Durante un tiempo, varios años, di clases de crónica periodística en un máster. En la primera clase tenía por costumbre compartir con los alumnos el maravilloso alegato que se hace en favor del periodismo y la libertad en el capítulo inicial de The Newsroom,una serie sobre periodistas soñadores e ilusos. Y no me tomen la calificación en modo despectivo, al contrario. Era inspirador ver cómo funcionaba aquella redacción de película, el afán de todos por ser honestos, por salir de lo políticamente correcto, por honrar el periodismo. Me parecía que el discurso y la serie entera (guion de Sorkin, palabras mayores) podían ser de utilidad para esos chavales que se asomaban a la profesión. Lo que pretendía era instarles a que se apasionasen en la misma medida que lo hace el protagonista en el discurso inicial. A mi modo de ver no era relevante que la serie fuera más o menos realista, lo importante es que planteaba una meta positiva y formadora, aunque fuera inalcanzable.

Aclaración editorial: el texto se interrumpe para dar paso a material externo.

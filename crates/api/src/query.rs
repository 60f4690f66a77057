//! Query parameter types shared across handler modules.

use serde::Deserialize;

/// `?include_inactive=true` on admin listings of publishable content.
#[derive(Debug, Deserialize)]
pub struct IncludeInactiveParams {
    #[serde(default)]
    pub include_inactive: bool,
}

/// Listing filter for content grouped by category (gallery, projects, FAQs).
#[derive(Debug, Deserialize)]
pub struct CategoryParams {
    pub category: Option<String>,
    #[serde(default)]
    pub include_inactive: bool,
}

impl CategoryParams {
    /// The category filter, treating an empty `?category=` as absent.
    pub fn category(&self) -> Option<&str> {
        self.category
            .as_deref()
            .map(str::trim)
            .filter(|c| !c.is_empty())
    }
}

#[cfg(test)]
mod tests {
    use super::*;

    #[test]
    fn blank_category_is_no_filter() {
        let params = CategoryParams {
            category: Some("  ".into()),
            include_inactive: false,
        };
        assert_eq!(params.category(), None);

        let params = CategoryParams {
            category: Some("branding".into()),
            include_inactive: false,
        };
        assert_eq!(params.category(), Some("branding"));
    }
}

Si ya en 2012 la serie parecía un tanto naif, vista ahora resulta tan antigua como el cine mudo. El periodismo ha cambiado por completo, y quizá en mayor medida el deportivo. Ya no se escribe para los lectores, sino para los clics. Eso significa que el esfuerzo ya no está dedicado a obtener prestigio, reconocimiento o exclusivas, sino a convocar audiencias poco exigentes, solo atraídas por titulares inflados y noticias infantiles o pseudoeróticas, todo vale para incitar el pinchazo. Es cierto que los medios han necesitado siempre a la audiencia para ajustar sus balances, pero antes existía una responsabilidad hacia el oficio y hacia los lectores. Seamos claros y digamos que también los consumidores tenían un mayor compromiso con la información: la prueba es que estaban dispuestos a comprar cada día un periódico para informarse.
En mi primer contacto con los alumnos del máster también les contaba la pésima consideración que tienen los periodistas en todos los lugares del mundo. La paradoja eran ellos. Jóvenes que elegían el periodismo como opción profesional a pesar de las advertencias generales y a pesar de no gastarse un euro en periódicos. Es verdad que no todos se sentían inspirados por el idealismo de The Newsroom; los había que querían ser presentadores de los que ganan mucho dinero, o viajar por el mundo siguiendo a su equipo favorito o codearse con las estrellas. Pero allí estaban. Con la ilusión intacta.
Una mayoría han acabado decepcionados, conozco algún caso de primera mano. Por lo que veo en Linkedin, unos pocos han cumplido sus sueños y lucen fantásticos en sets televisivos de primera división.
Doy por hecho que fuera de los másteres ha sido todavía más complicado. De ahí que proliferen los periodistas de carrera o afición en las redes sociales, todos con la aspiración de formar parte del mínimo porcentaje que logran audiencia y fama, y hasta en ocasiones dinero. Como es natural, hay de todo en esa jungla y pocas reglas generales. Sí advierto, sin embargo, que quienes tienen talento necesitarían de alguien que les enseñara lo que les falta por aprender, seguramente porque se lo ha negado el sistema. Les vendría de perlas contar con uno de esos periodistas veteranos que pulían a los nuevos en las redacciones de antes. También sería bueno que pudieran tener objetivos diferentes a la audiencia masiva, cuestión que sólo es posible en las plataformas de pago. Mientras la audiencia masiva sea la única forma de monetización, sólo tendrá éxito lo muy original (rara avis) o los canales de hinchas.
Dicho esto, resulta patético el esfuerzo de algunos medios por hacerse pasar por jóvenes. Se quiere atraer a la misma juventud a la que se ha apartado del terreno de juego. Lo mismo vale para los anunciantes. Están locos por vender sus productos a un sector de la sociedad que vive en precario por culpa del sistema que las propias marcas alimentan.
Pero insisto: la revolución pendiente es en mayor medida responsabilidad de los consumidores que de los medios. También de los jóvenes, a los que prevengo sólo de una tentación: lo gratuito. Siempre hay trampa.